====== Exercise material ======

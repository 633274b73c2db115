use bytes::{Buf, BufMut, Bytes, BytesMut};

use crate::err::{DecodeError, DecodeErrorKind};

use super::{FixedHeader, PacketType};

#[derive(PartialEq, Debug, Clone, Copy)]
pub struct UnsubAckPacket {
    pub packet_id: u16,
}

impl UnsubAckPacket {
    pub fn new(packet_id: u16) -> Self {
        return Self { packet_id };
    }

    pub fn encode(&self) -> Bytes {
        let mut out = BytesMut::new();
        out.put_u8(PacketType::UNSUBACK as u8);
        out.put_u8(2);
        out.put_u16(self.packet_id);
        return out.freeze();
    }

    pub fn decode(_f_header: FixedHeader, bytes: &mut Bytes) -> Result<Self, DecodeError> {
        if bytes.len() < 2 {
            return Err(DecodeError::new(
                DecodeErrorKind::Eof,
                String::from("UNSUBACK missing packet id."),
            ));
        }
        return Ok(Self {
            packet_id: bytes.get_u16(),
        });
    }
}

#[cfg(test)]
mod packet {
    use super::UnsubAckPacket;
    use crate::packet::FixedHeader;
    use bytes::Bytes;

    #[test]
    fn roundtrip() {
        let packet = UnsubAckPacket::new(13);
        let bytes = packet.encode();
        let mut bytes = Bytes::from(bytes);
        let header = FixedHeader::decode(&mut bytes).unwrap();
        assert_eq!(UnsubAckPacket::decode(header, &mut bytes).unwrap(), packet);
    }
}
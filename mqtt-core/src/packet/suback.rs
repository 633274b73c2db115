use bytes::{Buf, BufMut, Bytes, BytesMut};

use crate::{
    err::{DecodeError, DecodeErrorKind, EncodeError},
    io::encode_packet_length,
    qos::SubAckQoS,
};

use super::PacketType;

#[derive(PartialEq, Debug, Clone)]
pub struct SubAckPacket {
    pub packet_id: u16,
    pub return_codes: Vec<SubAckQoS>,
}

impl SubAckPacket {
    pub fn new(packet_id: u16, return_codes: Vec<SubAckQoS>) -> Self {
        return Self { packet_id, return_codes };
    }

    pub fn encode(&self) -> Result<Bytes, EncodeError> {
        let mut variable_header = BytesMut::new();
        variable_header.put_u16(self.packet_id);

        let mut payload = BytesMut::new();
        for code in &self.return_codes {
            payload.put_u8((*code).into());
        }

        let mut out = BytesMut::new();
        out.put_u8(PacketType::SUBACK as u8);
        encode_packet_length(&mut out, variable_header.len() + payload.len())?;
        out.extend_from_slice(&variable_header);
        out.extend_from_slice(&payload);

        return Ok(out.freeze());
    }

    pub fn decode(bytes: &mut Bytes) -> Result<Self, DecodeError> {
        if bytes.len() < 2 {
            return Err(DecodeError::new(
                DecodeErrorKind::Eof,
                String::from("SUBACK missing packet id."),
            ));
        }
        let packet_id = bytes.get_u16();

        if bytes.is_empty() {
            return Err(DecodeError::new(
                DecodeErrorKind::ProtocolError,
                String::from("SUBACK must contain at least one return code."),
            ));
        }

        let mut return_codes = Vec::new();
        while !bytes.is_empty() {
            return_codes.push(SubAckQoS::try_from(bytes.get_u8())?);
        }

        return Ok(Self { packet_id, return_codes });
    }
}

#[cfg(test)]
mod packet {
    use super::SubAckPacket;
    use crate::qos::{QosLevel, SubAckQoS};

    #[test]
    fn roundtrip() {
        let packet = SubAckPacket::new(9, vec![SubAckQoS::QOS(QosLevel::AtLeastOnce), SubAckQoS::Err]);
        let mut bytes = packet.encode().unwrap();
        bytes.split_to(2);

        assert_eq!(SubAckPacket::decode(&mut bytes).unwrap(), packet);
    }
}
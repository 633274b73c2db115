/// Allocates MQTT packet identifiers for a single session.
///
/// Ids are handed out in increasing order starting at 1 (0 is reserved and
/// never valid) and wrap back to 1 after `u16::MAX`. An id is skipped while
/// it is still registered as in-flight, so the same id is never reused for
/// two packets awaiting acknowledgement at once.
#[derive(Debug, Clone)]
pub struct IdGenerator {
    last: u16,
    in_flight: Box<[bool; u16::MAX as usize + 1]>,
}

impl IdGenerator {
    pub fn new() -> Self {
        return Self {
            last: 0,
            in_flight: Box::new([false; u16::MAX as usize + 1]),
        };
    }

    /// Returns the next free id and marks it in-flight. `None` if every id is
    /// currently outstanding.
    pub fn next_id(&mut self) -> Option<u16> {
        let start = self.last;
        let mut candidate = checked_incr(self.last);

        loop {
            if candidate != 0 && !self.in_flight[candidate as usize] {
                self.last = candidate;
                self.in_flight[candidate as usize] = true;
                return Some(candidate);
            }

            let next = checked_incr(candidate);
            if next == start {
                return None;
            }
            candidate = next;
        }
    }

    /// Releases an id back to the pool once its packet has been fully acknowledged.
    pub fn free_id(&mut self, id: u16) {
        if id != 0 {
            self.in_flight[id as usize] = false;
        }
    }

    pub fn is_in_flight(&self, id: u16) -> bool {
        id != 0 && self.in_flight[id as usize]
    }
}

fn checked_incr(id: u16) -> u16 {
    match id.checked_add(1) {
        Some(next) if next != 0 => next,
        _ => 1,
    }
}
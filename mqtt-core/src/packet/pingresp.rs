use bytes::{BufMut, Bytes, BytesMut};

use crate::err::DecodeError;

use super::{FixedHeader, PacketType};

#[derive(PartialEq, Debug, Clone, Copy, Default)]
pub struct PingRespPacket;

impl PingRespPacket {
    pub fn encode(&self) -> Bytes {
        let mut out = BytesMut::new();
        out.put_u8(PacketType::PINGRESP as u8);
        out.put_u8(0);
        return out.freeze();
    }

    pub fn decode(_f_header: FixedHeader) -> Result<Self, DecodeError> {
        return Ok(Self);
    }
}

#[cfg(test)]
mod packet {
    use super::PingRespPacket;
    use crate::packet::FixedHeader;
    use bytes::Bytes;

    #[test]
    fn roundtrip() {
        let bytes = PingRespPacket.encode();
        let mut bytes = Bytes::from(bytes);
        let header = FixedHeader::decode(&mut bytes).unwrap();
        assert_eq!(PingRespPacket::decode(header).unwrap(), PingRespPacket);
    }
}
use std::{
    collections::HashMap,
    future::Future,
    pin::Pin,
    sync::{
        atomic::{AtomicU64, Ordering},
        Arc, Mutex,
    },
};

use mqtt_core::{
    err::client::ErrorKind,
    packet::{MqttPacket, PacketType},
};
use tokio::sync::oneshot;

use crate::error::ClientError;

/// Opaque token returned from `add_handler`, used to later `remove_handler`.
pub type HandlerId = u64;

pub type BoxFuture = Pin<Box<dyn Future<Output = ()> + Send>>;

pub type Callback = Arc<dyn Fn(MqttPacket) -> BoxFuture + Send + Sync>;

struct Entry {
    id: HandlerId,
    callback: Callback,
}

/// Packet-type -> ordered handler-list registry, plus one-shot correlation of
/// responses to outstanding requests by packet id.
///
/// `dispatch` is called from the single receive task for every inbound packet.
/// It first checks for a waiting `await_msg` caller (keyed by packet type and,
/// when the packet carries one, its packet id); if none claims the packet it
/// falls through to the persistent handler list for that type, fanning out to
/// every registered callback in its own task so a slow callback cannot stall
/// reception.
pub struct Dispatcher {
    handlers: Mutex<HashMap<PacketType, Vec<Entry>>>,
    waiters: Mutex<HashMap<(PacketType, Option<u16>), oneshot::Sender<MqttPacket>>>,
    next_id: AtomicU64,
}

impl Dispatcher {
    pub fn new() -> Self {
        return Self {
            handlers: Mutex::new(HashMap::new()),
            waiters: Mutex::new(HashMap::new()),
            next_id: AtomicU64::new(1),
        };
    }

    pub fn add_handler(&self, msg_type: PacketType, callback: Callback) -> HandlerId {
        let id = self.next_id.fetch_add(1, Ordering::Relaxed);
        let mut handlers = self.handlers.lock().unwrap();
        handlers.entry(msg_type).or_insert_with(Vec::new).push(Entry { id, callback });
        return id;
    }

    /// Idempotent: removing an id that is not (or no longer) registered is a no-op.
    pub fn remove_handler(&self, msg_type: PacketType, id: HandlerId) {
        let mut handlers = self.handlers.lock().unwrap();
        if let Some(list) = handlers.get_mut(&msg_type) {
            list.retain(|entry| entry.id != id);
        }
    }

    /// Installs a one-shot waiter that resolves on the first matching packet.
    /// When `packet_id` is `Some`, only a packet carrying that exact id
    /// satisfies the wait; other packets of the same type pass through to the
    /// persistent handler list untouched. Resolves with an error if the
    /// waiter is dropped unfulfilled, e.g. by `fail_all_waiters` on
    /// connection loss, rather than hanging forever.
    pub async fn await_msg(&self, msg_type: PacketType, packet_id: Option<u16>) -> Result<MqttPacket, ClientError> {
        let (tx, rx) = oneshot::channel();
        {
            let mut waiters = self.waiters.lock().unwrap();
            waiters.insert((msg_type, packet_id), tx);
        }
        return rx.await.map_err(|_| {
            ClientError::new(ErrorKind::Eof, String::from("connection lost while awaiting a response"))
        });
    }

    /// Drops every outstanding waiter, resolving each pending `await_msg` call
    /// with an error instead of leaving it pending across a reconnect.
    pub fn fail_all_waiters(&self) {
        let mut waiters = self.waiters.lock().unwrap();
        waiters.clear();
    }

    /// Delivered by the receive task for every inbound packet.
    pub fn dispatch(&self, packet: MqttPacket) {
        let msg_type = packet.msg_type();
        let packet_id = packet_id_of(&packet);

        if let Some(id) = packet_id {
            if let Some(tx) = self.take_waiter(msg_type, Some(id)) {
                let _ = tx.send(packet);
                return;
            }
        }
        if let Some(tx) = self.take_waiter(msg_type, None) {
            let _ = tx.send(packet);
            return;
        }

        let snapshot: Vec<Callback> = {
            let handlers = self.handlers.lock().unwrap();
            match handlers.get(&msg_type) {
                Some(list) => list.iter().map(|entry| entry.callback.clone()).collect(),
                None => return,
            }
        };

        for callback in snapshot {
            tokio::spawn(callback(packet.clone()));
        }
    }

    fn take_waiter(&self, msg_type: PacketType, packet_id: Option<u16>) -> Option<oneshot::Sender<MqttPacket>> {
        let mut waiters = self.waiters.lock().unwrap();
        waiters.remove(&(msg_type, packet_id))
    }
}

/// Extracts the packet id a response-correlated packet carries, if any.
pub fn packet_id_of(packet: &MqttPacket) -> Option<u16> {
    match packet {
        MqttPacket::PubAck(p) => Some(p.packet_id),
        MqttPacket::PubRec(p) => Some(p.packet_id),
        MqttPacket::PubRel(p) => Some(p.packet_id),
        MqttPacket::PubComp(p) => Some(p.packet_id),
        MqttPacket::SubAck(p) => Some(p.packet_id),
        MqttPacket::UnsubAck(p) => Some(p.packet_id),
        MqttPacket::Publish(p) => p.packet_id,
        _ => None,
    }
}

======

Each line holding "filename" should be copied from the material above.

### Exercise output
filename mqtt-core/src/packet/suback.rs
filename mqtt-core/src/packet/pingresp.rs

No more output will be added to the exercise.